Is your team struggling? Do you feel down in the dumps? Do you see the success of a wonderful group of football players slightly south of your favourite NHL team’s city (wearing similar colours) and want so badly to replicate that joy?
Well, a good idea may be to start trading with Marc Bergevin, who was kicked off the Montreal Canadiens section of HF Boards a little while ago because he kept suggesting ridiculous ideas with regard to the defence, such as signing Douglas Murray and Francis Bouillon and also trading a useful third-pairing right-handed defenceman for a fifth line spark plug with good fashion sense.
In comes Raphael Diaz. The Vancouver Canucks increased their stock of Swiss Olympian defencemen by purchasing the smallish, right-handedish Baar native. Diaz is not a superstar by any means, but is best described as “useful”. He makes just $1.225-million for the rest of the season before going unrestricted, has scored a point every fourth game this season he’s been in the lineup and rarely takes penalties.
Diaz’s game can best be described as “unassuming”. He’s a good passer who rarely hits incoming forwards. He’s not so good a passer that he can drive play on his own, but there is a spot for him on an NHL team. He’s been an even strength point machine, however—in the last two seasons of play, note that he’s scored 15 points in 69 (lol) games—just two of those assists came on the powerplay.
His lineup position was a continual source of frustration for Montreal fans, and I don’t think this trade will help ease their pain. I hate looking at goal metrics, but by shots against per 20 minutes, Diaz is first on the Habs, allowing just 8.4 shots while on the ice at 5-on-5. Last year, he was fourth out of seven regular defencemen and in 2011-12, he was third out of seven.
Of course, this is a player who doesn’t get to see a regular shift, and when he does, it’s usually against third-pairing competition, and he’s played about a third of his minutes with Murray this season. Douglas Murray, while being big and physical and all that, also the hockey sense of a snail and Diaz has put up a reasonable Corsi % in the shifts he’s spent away from Murray (48.7%) compared to when he’s with Murray (41.4%. For the record, Murray, is 39.2% in his 218 minutes this season without Diaz)

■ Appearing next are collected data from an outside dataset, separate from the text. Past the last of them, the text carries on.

#![no_main]

//! Fuzz target for stored job payload decoding.
//!
//! Workers decode every claimed row with `Job::from_payload`. A payload
//! written by an older release, or corrupted in the table, must come back
//! as an error and never panic the worker.

use herald_pipeline::Job;
use libfuzzer_sys::fuzz_target;
use serde_json::Value;

fuzz_target!(|data: &[u8]| {
    let Ok(payload) = serde_json::from_slice::<Value>(data) else {
        return;
    };

    if let Ok(job) = Job::from_payload(&payload) {
        // Anything that decodes must encode back to the same job.
        let encoded = job.to_payload().expect("decoded job re-encodes");
        let decoded = Job::from_payload(&encoded).expect("re-encoded job decodes");
        assert_eq!(decoded, job);
        assert_eq!(decoded.queue(), job.queue());
    }
});
/// Provisional hold on an owner's credit balance.
#[derive(Debug, Clone, Serialize, Deserialize, sqlx::FromRow)]
pub struct CreditReservation {
    /// Unique identifier.
    pub id: ReservationId,
    /// Owner whose balance is held.
    pub owner_id: OwnerId,
    /// Deduplication key (`campaign:{id}`).
    pub reservation_key: String,
    /// Credits held at reservation time.
    pub amount: i64,
    /// Credits converted into debits.
    pub committed: i64,
    /// Credits returned to the available balance.
    pub released: i64,
    /// Current status.
    pub status: ReservationStatus,
    /// Creation time.
    pub created_at: DateTime<Utc>,
    /// After this instant the expiry sweep reclaims the remainder.
    pub expires_at: DateTime<Utc>,
}

impl CreditReservation {
    /// Credits neither committed nor released.
    pub const fn unsettled(&self) -> i64 {
        self.amount - self.committed - self.released
    }

    /// Status once every credit has been settled.
    pub const fn settled_status(&self) -> ReservationStatus {
        if self.committed > 0 {
            ReservationStatus::Committed
        } else {
            ReservationStatus::Released
        }
    }

    /// Key used to deduplicate reservations for a campaign.
    pub fn key_for_campaign(campaign_id: CampaignId) -> String {
        format!("campaign:{campaign_id}")
    }
}

/// Balance of one owner.
#[derive(Debug, Clone, Copy, PartialEq, Eq, Serialize, Deserialize, sqlx::FromRow)]
pub struct CreditBalance {
    /// Owner of the balance.
    pub owner_id: OwnerId,
    /// Total credits purchased minus committed debits.
    pub balance: i64,
    /// Credits held by active reservations.
    pub reserved: i64,
}

impl CreditBalance {
    /// Credits that can still be reserved.
    pub const fn available(&self) -> i64 {
        self.balance - self.reserved
    }
}

/// Result of a reserve call.
#[derive(Debug, Clone)]
pub enum ReserveOutcome {
    /// A new hold was taken.
    Reserved(CreditReservation),
    /// An active reservation with the same key already existed.
    Existing(CreditReservation),
    /// The available balance could not cover the amount.
    Insufficient {
        /// Credits requested
        required: i64,
        /// Credits available at the time of the call
        available: i64,
    },
}

/// Result of committing or releasing one slice of a reservation.
#[derive(Debug, Clone, Copy, PartialEq, Eq)]
pub enum SettleOutcome {
    /// The slice was settled now.
    Applied,
    /// This slice had already been settled.
    AlreadySettled,
    /// Settling would push committed + released above the reserved amount.
    Exceeded,
    /// The reservation is no longer active.
    Inactive,
}

/// Direction of a per-message settlement slice.
#[derive(Debug, Clone, Copy, PartialEq, Eq, Hash, Serialize, Deserialize)]
#[serde(rename_all = "lowercase")]
pub enum SettlementKind {
    /// Converts held credits into a debit.
    Commit,
    /// Returns held credits to the available balance.
    Release,
}

text_enum!(SettlementKind, "settlement kind", {
    Commit => "commit",
    Release => "release",
});

/// Memoized result of the first enqueue for a key.
#[derive(Debug, Clone, Serialize, Deserialize, sqlx::FromRow)]
pub struct IdempotencyRecord {
    /// Campaign the key applies to.
    pub campaign_id: CampaignId,
    /// Client-supplied key.
    pub idempotency_key: String,
    /// Recipients counted by the first successful enqueue.
    pub queued: i32,
    /// Reservation taken by the first successful enqueue.
    pub reservation_id: ReservationId,
    /// When the record was stored.
    pub created_at: DateTime<Utc>,
}

/// Raw queue row; the payload is decoded by the pipeline.
#[derive(Debug, Clone, Serialize, Deserialize, sqlx::FromRow)]
pub struct JobRecord {
    /// Unique identifier.
    pub id: JobId,
    /// Queue name such as `sms-send`.
    pub queue: String,
    /// Tagged JSON payload.
    pub payload: serde_json::Value,
    /// Current status.
    pub status: JobStatus,
    /// Number of times the job has been claimed.
    pub attempts: i32,
    /// Earliest time the job may run.
    pub run_at: DateTime<Utc>,
    /// Visibility deadline for a running job.
    pub locked_until: Option<DateTime<Utc>>,
    /// Last failure reason.
    pub last_error: Option<String>,
    /// Creation time.
    pub created_at: DateTime<Utc>,
    /// Last modification time.
    pub updated_at: DateTime<Utc>,
}

/// Current holder of a worker lease.
#[derive(Debug, Clone, PartialEq, Eq, Serialize, Deserialize, sqlx::FromRow)]
pub struct LeaseInfo {
    /// Namespaced lock key.
    pub key: String,
    /// Random token of the holder.
    pub token: String,
    /// When the lease lapses unless refreshed.
    pub expires_at: DateTime<Utc>,
}
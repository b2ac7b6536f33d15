//! Token-bucket rate limiter shared by the SMS send workers.
//!
//! Caps provider throughput independently of the worker count and queue
//! depth. Time comes from the injected `Clock`, so tests can drain the
//! bucket without real waiting.

use std::{sync::Arc, time::{Duration, Instant}};

use herald_core::Clock;
use tokio::sync::Mutex;

#[derive(Debug)]
struct Bucket {
    tokens: f64,
    last_refill: Instant,
}

/// Shared token bucket.
#[derive(Debug)]
pub struct RateLimiter {
    rate_per_second: f64,
    capacity: f64,
    bucket: Mutex<Bucket>,
    clock: Arc<dyn Clock>,
}

impl RateLimiter {
    /// Creates a limiter allowing `rate_per_second` permits with a burst of
    /// one second's worth.
    pub fn new(rate_per_second: u32, clock: Arc<dyn Clock>) -> Self {
        let rate = f64::from(rate_per_second.max(1));
        let bucket = Bucket { tokens: rate, last_refill: clock.now() };
        Self { rate_per_second: rate, capacity: rate, bucket: Mutex::new(bucket), clock }
    }

    /// Configured permits per second.
    pub fn rate_per_second(&self) -> f64 {
        self.rate_per_second
    }

    /// Takes a permit if one is available right now.
    pub async fn try_acquire(&self) -> bool {
        let mut bucket = self.bucket.lock().await;
        self.refill(&mut bucket);
        if bucket.tokens >= 1.0 {
            bucket.tokens -= 1.0;
            true
        } else {
            false
        }
    }

    /// Waits until a permit is available and takes it.
    pub async fn acquire(&self) {
        loop {
            let wait = {
                let mut bucket = self.bucket.lock().await;
                self.refill(&mut bucket);
                if bucket.tokens >= 1.0 {
                    bucket.tokens -= 1.0;
                    return;
                }
                Duration::from_secs_f64((1.0 - bucket.tokens) / self.rate_per_second)
            };
            self.clock.sleep(wait).await;
        }
    }

    fn refill(&self, bucket: &mut Bucket) {
        let now = self.clock.now();
        let elapsed = now.saturating_duration_since(bucket.last_refill).as_secs_f64();
        bucket.tokens = (bucket.tokens + elapsed * self.rate_per_second).min(self.capacity);
        bucket.last_refill = now;
    }
}
impl Config {
    /// Load configuration from defaults, config file, and environment variable
    /// overrides.
    ///
    /// # Errors
    ///
    /// Returns error if a source cannot be parsed or validation fails.
    pub fn load() -> Result<Self> {
        let config = Self::figment().extract::<Self>().context("Failed to load configuration")?;
        config.validate()?;
        Ok(config)
    }

    fn figment() -> Figment {
        Figment::new()
            .merge(Serialized::defaults(Self::default()))
            .merge(Toml::file(CONFIG_FILE))
            .merge(Env::prefixed(""))
    }

    /// Whether this process should run the queue workers.
    pub fn workers_enabled(&self) -> bool {
        self.worker_mode == WorkerMode::Embedded
    }

    /// Convert to the pipeline engine configuration.
    pub fn to_pipeline_config(&self) -> PipelineConfig {
        let retry_policy = self.to_retry_policy();
        let worker = WorkerSettings {
            poll_interval: Duration::from_millis(self.poll_interval_ms),
            visibility_timeout: Duration::from_secs(self.job_visibility_timeout_secs),
            ..WorkerSettings::default()
        };
        let poll_interval = Duration::from_secs(self.delivery_poll_interval_secs);

        PipelineConfig {
            fanout_workers: self.fanout_workers,
            sms_workers: self.sms_workers,
            reconcile_workers: self.reconcile_workers,
            sms_rate_per_second: self.sms_rate_per_second,
            worker,
            fanout: FanoutSettings { batch_size: self.fanout_batch_size, delivery_poll_interval: poll_interval },
            send: SendSettings {
                per_message_cost: self.per_message_cost,
                provider_timeout: Duration::from_secs(self.provider_timeout_seconds),
                retry_policy,
            },
            reconcile: ReconcileSettings {
                batch_size: self.reconcile_batch_size,
                poll_interval,
                ..ReconcileSettings::default()
            },
            enqueue: EnqueueSettings {
                per_message_cost: self.per_message_cost,
                reservation_ttl: chrono::Duration::hours(self.reservation_ttl_hours),
            },
            scheduler: SchedulerSettings {
                delivery_sweep_interval: Duration::from_secs(self.delivery_sweep_interval_secs),
                maintenance_interval: Duration::from_secs(self.maintenance_interval_secs),
            },
            stuck_campaign_after: chrono::Duration::minutes(self.stuck_campaign_minutes),
            reconcile_cooldown: chrono::Duration::seconds(self.reconcile_cooldown_secs),
            shutdown_timeout: Duration::from_secs(self.request_timeout),
        }
    }

    /// Convert to the provider send retry policy.
    pub fn to_retry_policy(&self) -> RetryPolicy {
        RetryPolicy {
            max_attempts: self.max_send_attempts,
            base_delay: Duration::from_millis(self.retry_base_delay_ms),
            max_delay: Duration::from_millis(self.retry_max_delay_ms),
            jitter_factor: self.retry_jitter_factor,
            backoff_strategy: BackoffStrategy::Exponential,
        }
    }

    /// Convert to the HTTP provider configuration.
    ///
    /// # Errors
    ///
    /// Returns error if the provider URL or API key is missing.
    pub fn to_provider_config(&self) -> Result<ProviderConfig> {
        let base_url = non_empty(self.provider_base_url.as_deref()).context("provider_base_url is not set")?;
        let api_key = non_empty(self.provider_api_key.as_deref()).context("provider_api_key is not set")?;

        Ok(ProviderConfig {
            base_url: base_url.to_string(),
            api_key: api_key.to_string(),
            timeout: Duration::from_secs(self.provider_timeout_seconds),
            ..ProviderConfig::default()
        })
    }

    /// Convert to worker lock configuration.
    pub fn to_lock_config(&self) -> LockConfig {
        LockConfig {
            service: self.service_name.clone(),
            environment: self.environment.clone(),
            ttl: Duration::from_millis(self.lock_ttl_ms),
            refresh_interval: Duration::from_millis(self.lock_refresh_ms),
        }
    }

    /// Parse server socket address from host and port configuration.
    ///
    /// # Errors
    ///
    /// Returns error if host and port do not form a socket address.
    pub fn parse_server_addr(&self) -> Result<SocketAddr> {
        let addr_str = format!("{}:{}", self.host, self.port);
        SocketAddr::from_str(&addr_str).context("Invalid server address")
    }

    /// Get database URL with password masked for logging.
    pub fn database_url_masked(&self) -> String {
        if let Some(at_pos) = self.database_url.find('@') {
            if let Some(colon_pos) = self.database_url[..at_pos].rfind(':') {
                let mut masked = self.database_url.clone();
                masked.replace_range(colon_pos + 1..at_pos, "***");
                return masked;
            }
        }
        self.database_url.clone()
    }

    /// Validate configuration values.
    ///
    /// # Errors
    ///
    /// Returns error describing the first invalid value.
    pub fn validate(&self) -> Result<()> {
        if self.port == 0 {
            anyhow::bail!("port must be greater than 0");
        }

        if self.database_max_connections == 0 {
            anyhow::bail!("database max_connections must be greater than 0");
        }

        if self.database_min_connections > self.database_max_connections {
            anyhow::bail!("database min_connections cannot exceed max_connections");
        }

        if self.sms_workers == 0 || self.fanout_workers == 0 || self.reconcile_workers == 0 {
            anyhow::bail!("fanout_workers, sms_workers and reconcile_workers must be greater than 0");
        }

        if self.sms_rate_per_second == 0 {
            anyhow::bail!("sms_rate_per_second must be greater than 0");
        }

        if self.fanout_batch_size == 0 || self.reconcile_batch_size == 0 {
            anyhow::bail!("fanout_batch_size and reconcile_batch_size must be greater than 0");
        }

        if self.max_send_attempts == 0 {
            anyhow::bail!("max_send_attempts must be greater than 0");
        }

        if self.retry_base_delay_ms > self.retry_max_delay_ms {
            anyhow::bail!("retry_base_delay_ms cannot exceed retry_max_delay_ms");
        }

        if !(0.0..=1.0).contains(&self.retry_jitter_factor) {
            anyhow::bail!("retry_jitter_factor must be between 0.0 and 1.0");
        }

        if self.per_message_cost <= 0 {
            anyhow::bail!("per_message_cost must be greater than 0");
        }

        if self.reservation_ttl_hours <= 0 || self.stuck_campaign_minutes <= 0 {
            anyhow::bail!("reservation_ttl_hours and stuck_campaign_minutes must be greater than 0");
        }

        if self.lock_refresh_ms == 0 || self.lock_refresh_ms >= self.lock_ttl_ms {
            anyhow::bail!("lock_refresh_ms must be greater than 0 and less than lock_ttl_ms");
        }

        if self.workers_enabled() {
            self.to_provider_config()
                .context("worker_mode is embedded but the SMS provider is not configured")?;
        }

        Ok(())
    }
}

fn non_empty(value: Option<&str>) -> Option<&str> {
    value.map(str::trim).filter(|v| !v.is_empty())
}

impl Default for Config {
    fn default() -> Self {
        Self {
            database_url: default_database_url(),
            database_max_connections: default_max_connections(),
            database_min_connections: default_min_connections(),
            database_connection_timeout: default_acquire_timeout(),
            database_idle_timeout: default_idle_timeout(),
            database_max_lifetime: default_max_lifetime(),
            host: default_host(),
            port: default_port(),
            request_timeout: default_request_timeout(),
            worker_mode: default_worker_mode(),
            service_name: default_service_name(),
            environment: default_environment(),
            lock_ttl_ms: default_lock_ttl_ms(),
            lock_refresh_ms: default_lock_refresh_ms(),
            fanout_workers: default_fanout_workers(),
            sms_workers: default_sms_workers(),
            reconcile_workers: default_reconcile_workers(),
            sms_rate_per_second: default_sms_rate(),
            fanout_batch_size: default_fanout_batch_size(),
            reconcile_batch_size: default_reconcile_batch_size(),
            poll_interval_ms: default_poll_interval_ms(),
            job_visibility_timeout_secs: default_visibility_timeout(),
            max_send_attempts: default_send_attempts(),
            retry_base_delay_ms: default_base_delay_ms(),
            retry_max_delay_ms: default_max_delay_ms(),
            retry_jitter_factor: default_jitter_factor(),
            provider_base_url: None,
            provider_api_key: None,
            provider_timeout_seconds: default_provider_timeout(),
            per_message_cost: default_per_message_cost(),
            reservation_ttl_hours: default_reservation_ttl_hours(),
            stuck_campaign_minutes: default_stuck_minutes(),
            delivery_poll_interval_secs: default_delivery_poll_interval(),
            delivery_sweep_interval_secs: default_delivery_sweep_interval(),
            maintenance_interval_secs: default_maintenance_interval(),
            reconcile_cooldown_secs: default_reconcile_cooldown(),
            rust_log: default_log_level(),
        }
    }
}

fn default_database_url() -> String {
    "postgresql://localhost/herald".to_string()
}

fn default_max_connections() -> u32 {
    10
}

fn default_min_connections() -> u32 {
    2
}

fn default_acquire_timeout() -> u64 {
    10
}

fn default_idle_timeout() -> u64 {
    600
}

fn default_max_lifetime() -> u64 {
    1800
}

fn default_host() -> String {
    "127.0.0.1".to_string()
}

fn default_port() -> u16 {
    8080
}

fn default_request_timeout() -> u64 {
    30
}

fn default_worker_mode() -> WorkerMode {
    WorkerMode::Embedded
}

fn default_service_name() -> String {
    "herald".to_string()
}

fn default_environment() -> String {
    "development".to_string()
}

fn default_lock_ttl_ms() -> u64 {
    60_000
}

fn default_lock_refresh_ms() -> u64 {
    30_000
}

fn default_fanout_workers() -> usize {
    1
}

fn default_sms_workers() -> usize {
    herald_pipeline::DEFAULT_SMS_WORKERS
}

fn default_reconcile_workers() -> usize {
    1
}

fn default_sms_rate() -> u32 {
    herald_pipeline::DEFAULT_SMS_RATE_PER_SECOND
}

fn default_fanout_batch_size() -> usize {
    500
}

fn default_reconcile_batch_size() -> usize {
    100
}

fn default_poll_interval_ms() -> u64 {
    1000
}

fn default_visibility_timeout() -> u64 {
    300
}

fn default_send_attempts() -> u32 {
    5
}

fn default_base_delay_ms() -> u64 {
    3000
}

fn default_max_delay_ms() -> u64 {
    300_000
}

fn default_jitter_factor() -> f64 {
    0.2
}

fn default_provider_timeout() -> u64 {
    10
}

fn default_per_message_cost() -> i64 {
    1
}

fn default_reservation_ttl_hours() -> i64 {
    24
}

fn default_stuck_minutes() -> i64 {
    15
}

fn default_delivery_poll_interval() -> u64 {
    60
}

fn default_delivery_sweep_interval() -> u64 {
    300
}

fn default_maintenance_interval() -> u64 {
    300
}

fn default_reconcile_cooldown() -> i64 {
    180
}

fn default_log_level() -> String {
    "info,herald=debug,tower_http=debug".to_string()
}
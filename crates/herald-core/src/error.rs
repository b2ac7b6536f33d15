//! Error types shared across the campaign pipeline.
//!
//! `CoreError` covers storage failures raised by the repositories.
//! `HeraldError` is the caller-facing taxonomy with stable string codes and
//! HTTP status mapping for the enqueue gateway and campaign controls.

use thiserror::Error;

use crate::models::{CampaignId, CampaignStatus};

/// Result type alias using `CoreError`.
pub type Result<T> = std::result::Result<T, CoreError>;

/// Storage-level error for repository operations.
#[derive(Debug, Error)]
pub enum CoreError {
    /// Database operation failed.
    #[error("Database error: {0}")]
    Database(String),

    /// Entity not found.
    #[error("Not found: {0}")]
    NotFound(String),

    /// Constraint violation.
    #[error("Constraint violation: {0}")]
    ConstraintViolation(String),

    /// Invalid input.
    #[error("Invalid input: {0}")]
    InvalidInput(String),

    /// Stored payload could not be (de)serialized.
    #[error("Serialization error: {0}")]
    Serialization(String),
}

impl CoreError {
    /// Returns true when the error came from a unique index.
    pub fn is_unique_violation(&self) -> bool {
        matches!(self, Self::ConstraintViolation(message) if message.starts_with("unique"))
    }
}

impl From<sqlx::Error> for CoreError {
    fn from(err: sqlx::Error) -> Self {
        match err {
            sqlx::Error::RowNotFound => Self::NotFound("requested entity not found".to_string()),
            sqlx::Error::Database(db_err) if db_err.is_unique_violation() => {
                Self::ConstraintViolation(format!("unique constraint violation: {db_err}"))
            },
            sqlx::Error::Database(db_err) if db_err.is_foreign_key_violation() => {
                Self::ConstraintViolation(format!("foreign key constraint violation: {db_err}"))
            },
            sqlx::Error::Database(db_err) if db_err.is_check_violation() => {
                Self::ConstraintViolation(format!("check constraint violation: {db_err}"))
            },
            _ => Self::Database(err.to_string()),
        }
    }
}

impl From<serde_json::Error> for CoreError {
    fn from(err: serde_json::Error) -> Self {
        Self::Serialization(err.to_string())
    }
}

/// Caller-facing errors with codes returned in API error bodies.
#[derive(Debug, Error)]
pub enum HeraldError {
    /// Campaign is not in a state that allows the operation.
    #[error("campaign {id} has status {status}, which does not allow this operation")]
    InvalidStatus {
        /// Campaign that was rejected
        id: CampaignId,
        /// Status the campaign was found in
        status: CampaignStatus,
    },

    /// Audience resolved to zero eligible contacts.
    #[error("campaign {id} has no eligible recipients")]
    NoRecipients {
        /// Campaign with an empty audience
        id: CampaignId,
    },

    /// Campaign is already being sent.
    #[error("campaign {id} is already sending")]
    AlreadySending {
        /// Campaign that is already in flight
        id: CampaignId,
    },

    /// Available credit balance cannot cover the estimated cost.
    #[error("insufficient credits: {required} required, {available} available")]
    InsufficientCredits {
        /// Credits needed for the estimated audience
        required: i64,
        /// Credits currently available to the owner
        available: i64,
    },

    /// Campaign does not exist.
    #[error("campaign {id} not found")]
    CampaignNotFound {
        /// Requested campaign id
        id: CampaignId,
    },

    /// Enqueue request arrived without an `Idempotency-Key` header.
    #[error("Idempotency-Key header is required")]
    MissingIdempotencyKey,

    /// Storage layer failure.
    #[error(transparent)]
    Storage(#[from] CoreError),

    /// Unexpected internal failure.
    #[error("internal error: {0}")]
    Internal(String),
}

impl HeraldError {
    /// Returns the stable error code exposed to API callers.
    pub const fn code(&self) -> &'static str {
        match self {
            Self::InvalidStatus { .. } => "INVALID_STATUS",
            Self::NoRecipients { .. } => "NO_RECIPIENTS",
            Self::AlreadySending { .. } => "ALREADY_SENDING",
            Self::InsufficientCredits { .. } => "INSUFFICIENT_CREDITS",
            Self::CampaignNotFound { .. } => "CAMPAIGN_NOT_FOUND",
            Self::MissingIdempotencyKey => "MISSING_IDEMPOTENCY_KEY",
            Self::Storage(_) => "DATABASE",
            Self::Internal(_) => "INTERNAL",
        }
    }

    /// Returns the HTTP status code that best describes the error.
    pub const fn status_code(&self) -> u16 {
        match self {
            Self::InvalidStatus { .. } | Self::AlreadySending { .. } => 409,
            Self::NoRecipients { .. } => 422,
            Self::InsufficientCredits { .. } => 402,
            Self::CampaignNotFound { .. } => 404,
            Self::MissingIdempotencyKey => 400,
            Self::Storage(_) | Self::Internal(_) => 500,
        }
    }

    /// Returns true for request-validation errors that performed no side
    /// effects.
    pub const fn is_validation(&self) -> bool {
        matches!(
            self,
            Self::InvalidStatus { .. }
                | Self::NoRecipients { .. }
                | Self::AlreadySending { .. }
                | Self::InsufficientCredits { .. }
                | Self::MissingIdempotencyKey
        )
    }
}

#[cfg(test)]
mod tests {
    use super::*;

    #[test]
    fn error_codes_are_stable() {
        let id = CampaignId::new();
        assert_eq!(
            HeraldError::InvalidStatus { id, status: CampaignStatus::Completed }.code(),
            "INVALID_STATUS"
        );
        assert_eq!(HeraldError::NoRecipients { id }.code(), "NO_RECIPIENTS");
        assert_eq!(HeraldError::AlreadySending { id }.code(), "ALREADY_SENDING");
        assert_eq!(
            HeraldError::InsufficientCredits { required: 3, available: 1 }.code(),
            "INSUFFICIENT_CREDITS"
        );
    }

    #[test]
    fn validation_errors_map_to_client_statuses() {
        let id = CampaignId::new();
        assert_eq!(HeraldError::AlreadySending { id }.status_code(), 409);
        assert_eq!(HeraldError::InsufficientCredits { required: 1, available: 0 }.status_code(), 402);
        assert_eq!(HeraldError::MissingIdempotencyKey.status_code(), 400);
        assert!(HeraldError::NoRecipients { id }.is_validation());
        assert!(!HeraldError::Internal("boom".into()).is_validation());
    }

    #[test]
    fn unique_violation_detected_from_message() {
        let err = CoreError::ConstraintViolation("unique constraint violation: dup".into());
        assert!(err.is_unique_violation());
        assert!(!CoreError::ConstraintViolation("check constraint violation".into())
            .is_unique_violation());
    }
}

However, the Canucks picking up a right-handed shot is obviously not good news for fans of Kevin Bieksa and Chris Tanev, both of whom are injured right-handed defencemen, one of whom is a good puck-mover. I think Diaz and Tanev are comparable not necessarily in level of skill but they types of skills they bring to the team. It will be interesting to see if Diaz gets a shift or thirty with Dan Hamhuis from now until the Olympic break and fill in on the top line.
Anyway, I like the pickup.
Dale Weise is a moderately above-average fourth line player when compared to all other fourth line players. He has more fights in his 152 games as a Canuck (19) than goals (10) plays less than eight minutes a night under John Tortorella and is the worst regular Corsi player on the team, non-Tom Sestito division.
It’s pretty funny stuff in Montreal. They have an incredible scouting and development staff and have graduated several NHLers in recent years, but Bergevin has been filling in the margins with grit and hustle and punchy players like Murray, George Parros, Brandon Prust and so on. They aren’t happy over there right now.
Considering the Canucks picked Weise up on waivers, I figure they can find his replacement, should they choose to go that route, on waivers.
It’s more likely that the team will use Yannick Weber as a seventh defenceman or twelfth forward this week. The Canucks will probably use seven defencemen with Yann Sauve joining the team this weekend, as it will be tough to get a forward on short notice this week before the Olympic break.
What are your thoughts on the trade? Thumbs up to Gillis? Thumbs down? I’m not sure if this trade is as good of a Montreal import as the government liquor store at Jericho Village finally stocking St. Ambroise oatmeal stout, but I reckon it’s a good move, almost entirely risk-free and fills an immediate need without giving anything of value up. Good deal.